The "Third Way" that Tony Blair learnt about from his sociologist guru Anthony (now Lord) Giddens (and that Vaclav Klaus branded the fastest way to the Third World) included the idea that business enterprises did not belong to their owners alone. Along with its shareholders, a corporation had other "stakeholders" to whom it owed some responsibility and who ought to have a say in its conduct. Employees, suppliers and customers were the obvious ones, but the townspeople, cultural and educational institutions, the environment and for that matter the whole nation had a "stake" in each business and it was management's clear duty to respect these stakes.
Corporations are sternly asked to be "good citizens", though only individuals can do that. Managements do yield to this moral pressure; doing so passes for "best practice" in most business ethics courses. The net effect is that state provision for welfare and good works, running at a level that stretches government finances to critical limits, is topped up by the private sector without taxation and budget deficits being further increased.

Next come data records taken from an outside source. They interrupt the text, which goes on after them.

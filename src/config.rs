//! Configuration for scene synchronization.
//!
//! | Field | Default | Purpose |
//! |-------|---------|---------|
//! | `entity_sync_enabled` | `true` | Whether entities are synchronized at all |
//! | `resend_interval` | 100 ms | Retransmission period for unacknowledged reliable updates |
//! | `keepalive_interval` | 1 s | Idle time after which a keep-alive is sent |
//! | `max_pending_reliable` | 1024 | Bound on reliable slots awaiting ack, per peer |
//! | `max_packet_updates` | 64 | Updates packed into one datagram |
//! | `magic` | `0x5C5E` | Session identifier stamped on every packet |
//! | `deactivate_unmatched` | `false` | Hide client entities the host does not know |
//!
//! # Example
//!
//! ```
//! use scene_sync::SyncConfig;
//! use web_time::Duration;
//!
//! let config = SyncConfig {
//!     resend_interval: Duration::from_millis(250),
//!     ..SyncConfig::lossy()
//! };
//! assert!(config.validate().is_ok());
//! ```

use serde::{Deserialize, Serialize};
use web_time::Duration;

use crate::error::{SyncError, SyncResult};

/// Serializes a [`Duration`] as whole milliseconds.
mod duration_millis {
    use serde::{Deserialize, Deserializer, Serializer};
    use web_time::Duration;

    pub fn serialize<S: Serializer>(value: &Duration, serializer: S) -> Result<S::Ok, S::Error> {
        serializer.serialize_u64(u64::try_from(value.as_millis()).unwrap_or(u64::MAX))
    }

    pub fn deserialize<'de, D: Deserializer<'de>>(deserializer: D) -> Result<Duration, D::Error> {
        u64::deserialize(deserializer).map(Duration::from_millis)
    }
}

/// Configuration for entity synchronization and its transport.
///
/// # Forward Compatibility
///
/// New fields may be added to this struct in future versions. Always construct
/// it with the `..SyncConfig::default()` pattern.
///
/// # Example
///
/// Configuration can be loaded from JSON; missing fields take their defaults.
///
/// ```
/// use scene_sync::SyncConfig;
///
/// let config: SyncConfig =
///     serde_json::from_str(r#"{ "resend_interval": 50, "deactivate_unmatched": true }"#).unwrap();
/// assert_eq!(config.resend_interval.as_millis(), 50);
/// assert!(config.deactivate_unmatched);
/// assert!(config.entity_sync_enabled);
/// ```
#[derive(Debug, Clone, PartialEq, Eq, Serialize, Deserialize)]
#[serde(default)]
#[must_use = "SyncConfig has no effect unless passed to a SceneController or SyncProtocol"]
pub struct SyncConfig {
    /// Whether entities are synchronized. Changing it at runtime takes effect at
    /// the next scene load.
    ///
    /// Default: `true`
    pub entity_sync_enabled: bool,

    /// Time between retransmissions of an unacknowledged reliable update.
    ///
    /// Default: 100ms
    #[serde(with = "duration_millis")]
    pub resend_interval: Duration,

    /// Time without outgoing traffic after which a keep-alive is sent to a peer.
    ///
    /// Default: 1s
    #[serde(with = "duration_millis")]
    pub keepalive_interval: Duration,

    /// Maximum number of reliable slots awaiting acknowledgement per peer.
    /// When exceeded, the oldest slot is dropped.
    ///
    /// Default: 1024
    pub max_pending_reliable: usize,

    /// Maximum number of updates packed into one datagram.
    ///
    /// Default: 64
    pub max_packet_updates: usize,

    /// Session identifier; packets carrying another value are dropped.
    ///
    /// Default: `0x5C5E`
    pub magic: u16,

    /// Whether a client deactivates entities that have no counterpart in the
    /// host's scene-entry batch.
    ///
    /// Default: `false`
    pub deactivate_unmatched: bool,
}

impl Default for SyncConfig {
    fn default() -> Self {
        Self {
            entity_sync_enabled: true,
            resend_interval: Duration::from_millis(100),
            keepalive_interval: Duration::from_secs(1),
            max_pending_reliable: 1024,
            max_packet_updates: 64,
            magic: 0x5C5E,
            deactivate_unmatched: false,
        }
    }
}

impl SyncConfig {
    /// Creates a new `SyncConfig` with default values.
    pub fn new() -> Self {
        Self::default()
    }

    /// Preset for local networks: fast retransmission, larger packets.
    pub fn lan() -> Self {
        Self {
            resend_interval: Duration::from_millis(50),
            keepalive_interval: Duration::from_millis(500),
            max_packet_updates: 128,
            ..Self::default()
        }
    }

    /// Preset for lossy links: slower retransmission so resends do not add to
    /// congestion, smaller packets so one loss costs less.
    pub fn lossy() -> Self {
        Self {
            resend_interval: Duration::from_millis(200),
            keepalive_interval: Duration::from_millis(500),
            max_packet_updates: 32,
            ..Self::default()
        }
    }

    /// Validates the configuration.
    ///
    /// # Errors
    ///
    /// Returns [`SyncError::InvalidConfig`] naming the first field that is out
    /// of range.
    pub fn validate(&self) -> SyncResult<()> {
        if self.resend_interval.is_zero() {
            return Err(invalid("resend_interval", "must be greater than zero"));
        }
        if self.keepalive_interval.is_zero() {
            return Err(invalid("keepalive_interval", "must be greater than zero"));
        }
        if self.max_pending_reliable == 0 {
            return Err(invalid("max_pending_reliable", "must be at least 1"));
        }
        if self.max_packet_updates == 0 {
            return Err(invalid("max_packet_updates", "must be at least 1"));
        }
        if self.magic == 0 {
            return Err(invalid("magic", "must be nonzero"));
        }
        Ok(())
    }
}

fn invalid(field: &'static str, reason: &str) -> SyncError {
    SyncError::InvalidConfig {
        field,
        reason: reason.to_owned(),
    }
}
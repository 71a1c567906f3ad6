//! Engine and transport stand-ins for integration tests.
//!
//! - [`FakeGraph`] records every call the crate makes into the engine and lets
//!   a test "enter" a node to fire the hooks installed there.
//! - [`LoopbackNet`] connects any number of [`LoopbackSocket`]s in memory, with
//!   deterministic drop and reorder controls.

use std::collections::{BTreeMap, VecDeque};
use std::sync::Arc;

use parking_lot::Mutex;
use scene_sync::entity::NodeHook;
use scene_sync::{BehaviorGraph, Message, NonBlockingSocket, Vec2};

/// One call made into a [`FakeGraph`].
#[derive(Debug, Clone, PartialEq)]
pub enum GraphCall {
    Driver(bool),
    Force(String),
    Execute(String, Vec<u8>),
    PlayClip(String),
    Active(bool),
    Position(Vec2),
    Scale(bool),
}

#[derive(Default)]
struct GraphState {
    calls: Vec<GraphCall>,
    hooks: BTreeMap<String, Vec<NodeHook>>,
}

/// A behavior graph that records what it is told to do.
pub struct FakeGraph {
    state: Arc<Mutex<GraphState>>,
}

/// Test-side view of a [`FakeGraph`] after it was handed to the crate.
#[derive(Clone)]
pub struct GraphProbe {
    state: Arc<Mutex<GraphState>>,
}

impl FakeGraph {
    /// Creates a graph and the probe that observes it.
    pub fn new() -> (Self, GraphProbe) {
        let state = Arc::new(Mutex::new(GraphState::default()));
        (
            Self {
                state: Arc::clone(&state),
            },
            GraphProbe { state },
        )
    }

    /// Creates a boxed graph ready for registration.
    pub fn boxed() -> (Box<dyn BehaviorGraph>, GraphProbe) {
        let (graph, probe) = Self::new();
        (Box::new(graph), probe)
    }

    fn record(&self, call: GraphCall) {
        self.state.lock().calls.push(call);
    }
}

impl BehaviorGraph for FakeGraph {
    fn set_driver_enabled(&mut self, enabled: bool) {
        self.record(GraphCall::Driver(enabled));
    }

    fn force_node(&mut self, node: &str) {
        self.record(GraphCall::Force(node.to_owned()));
    }

    fn execute_actions(&mut self, node: &str, actions: &[u8]) {
        self.record(GraphCall::Execute(node.to_owned(), actions.to_vec()));
    }

    fn play_clip(&mut self, clip: &str) {
        self.record(GraphCall::PlayClip(clip.to_owned()));
    }

    fn set_active(&mut self, active: bool) {
        self.record(GraphCall::Active(active));
    }

    fn set_position(&mut self, position: Vec2) {
        self.record(GraphCall::Position(position));
    }

    fn set_scale(&mut self, flipped: bool) {
        self.record(GraphCall::Scale(flipped));
    }

    fn insert_hook(&mut self, node: &str, hook: NodeHook) {
        self.state
            .lock()
            .hooks
            .entry(node.to_owned())
            .or_default()
            .push(hook);
    }
}

impl GraphProbe {
    /// Every call so far, in order.
    pub fn calls(&self) -> Vec<GraphCall> {
        self.state.lock().calls.clone()
    }

    /// Forgets the recorded calls; hooks stay installed.
    pub fn clear_calls(&self) {
        self.state.lock().calls.clear();
    }

    /// The most recent driver toggle.
    pub fn driver_enabled(&self) -> Option<bool> {
        self.last(|call| match call {
            GraphCall::Driver(enabled) => Some(*enabled),
            _ => None,
        })
    }

    /// The most recent visibility toggle.
    pub fn active(&self) -> Option<bool> {
        self.last(|call| match call {
            GraphCall::Active(active) => Some(*active),
            _ => None,
        })
    }

    /// Every node the graph was forced into, in order.
    pub fn forced_nodes(&self) -> Vec<String> {
        self.state
            .lock()
            .calls
            .iter()
            .filter_map(|call| match call {
                GraphCall::Force(node) => Some(node.clone()),
                _ => None,
            })
            .collect()
    }

    /// Nodes with at least one installed hook.
    pub fn hooked_nodes(&self) -> Vec<String> {
        self.state.lock().hooks.keys().cloned().collect()
    }

    /// Simulates the engine entering `node`: runs every hook installed there.
    /// Returns how many ran.
    pub fn enter(&self, node: &str) -> usize {
        // Taken out of the lock so a hook may touch the graph again.
        let mut hooks = self.state.lock().hooks.remove(node).unwrap_or_default();
        for hook in &mut hooks {
            hook();
        }
        let count = hooks.len();
        self.state
            .lock()
            .hooks
            .entry(node.to_owned())
            .or_default()
            .extend(hooks);
        count
    }

    fn last<T>(&self, pick: impl Fn(&GraphCall) -> Option<T>) -> Option<T> {
        self.state.lock().calls.iter().rev().find_map(pick)
    }
}

/// Address of a [`LoopbackSocket`].
pub type Addr = u16;

#[derive(Default)]
struct NetState {
    queues: BTreeMap<Addr, VecDeque<(Addr, Message)>>,
    drop_next: usize,
    sent: usize,
    dropped: usize,
}

/// An in-memory network shared by several sockets.
#[derive(Clone, Default)]
pub struct LoopbackNet {
    state: Arc<Mutex<NetState>>,
}

impl LoopbackNet {
    pub fn new() -> Self {
        Self::default()
    }

    /// A socket bound to `addr` on this network.
    pub fn socket(&self, addr: Addr) -> LoopbackSocket {
        self.state.lock().queues.entry(addr).or_default();
        LoopbackSocket {
            addr,
            net: self.clone(),
        }
    }

    /// Silently drops the next `count` datagrams sent by anyone.
    pub fn drop_next(&self, count: usize) {
        self.state.lock().drop_next = count;
    }

    /// Reverses the order of everything waiting for `addr`.
    pub fn reverse_pending(&self, addr: Addr) {
        if let Some(queue) = self.state.lock().queues.get_mut(&addr) {
            let reversed: VecDeque<_> = queue.drain(..).rev().collect();
            *queue = reversed;
        }
    }

    /// Takes everything waiting for `addr` without delivering it.
    pub fn intercept(&self, addr: Addr) -> Vec<(Addr, Message)> {
        self.state
            .lock()
            .queues
            .get_mut(&addr)
            .map(|queue| queue.drain(..).collect())
            .unwrap_or_default()
    }

    /// Puts a datagram into `to`'s queue as if `from` had sent it.
    pub fn inject(&self, from: Addr, to: Addr, message: Message) {
        self.state
            .lock()
            .queues
            .entry(to)
            .or_default()
            .push_back((from, message));
    }

    /// Datagrams waiting for `addr`.
    pub fn pending(&self, addr: Addr) -> usize {
        self.state.lock().queues.get(&addr).map_or(0, VecDeque::len)
    }

    /// Datagrams sent and dropped so far.
    pub fn counters(&self) -> (usize, usize) {
        let state = self.state.lock();
        (state.sent, state.dropped)
    }
}

/// A [`NonBlockingSocket`] over a [`LoopbackNet`].
pub struct LoopbackSocket {
    addr: Addr,
    net: LoopbackNet,
}

impl LoopbackSocket {
    pub fn addr(&self) -> Addr {
        self.addr
    }
}

impl NonBlockingSocket<Addr> for LoopbackSocket {
    fn send_to(&mut self, msg: &Message, addr: &Addr) {
        let mut state = self.net.state.lock();
        state.sent += 1;
        if state.drop_next > 0 {
            state.drop_next -= 1;
            state.dropped += 1;
            return;
        }
        state
            .queues
            .entry(*addr)
            .or_default()
            .push_back((self.addr, msg.clone()));
    }

    fn receive_all_messages(&mut self) -> Vec<(Addr, Message)> {
        self.net
            .state
            .lock()
            .queues
            .get_mut(&self.addr)
            .map(|queue| queue.drain(..).collect())
            .unwrap_or_default()
    }
}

Corporations can certainly play an important role in the provision of social goods, but corporations, by their very nature, are highly unlikely to become pseudo-welfare organisations. The question is more about finding a balance between cooperation and competition, between state and market and between production and redistribution.  

The traditional economic theoretical division between state and market does not help in providing structure and function to such an emerging theory.

Image from fourletterword.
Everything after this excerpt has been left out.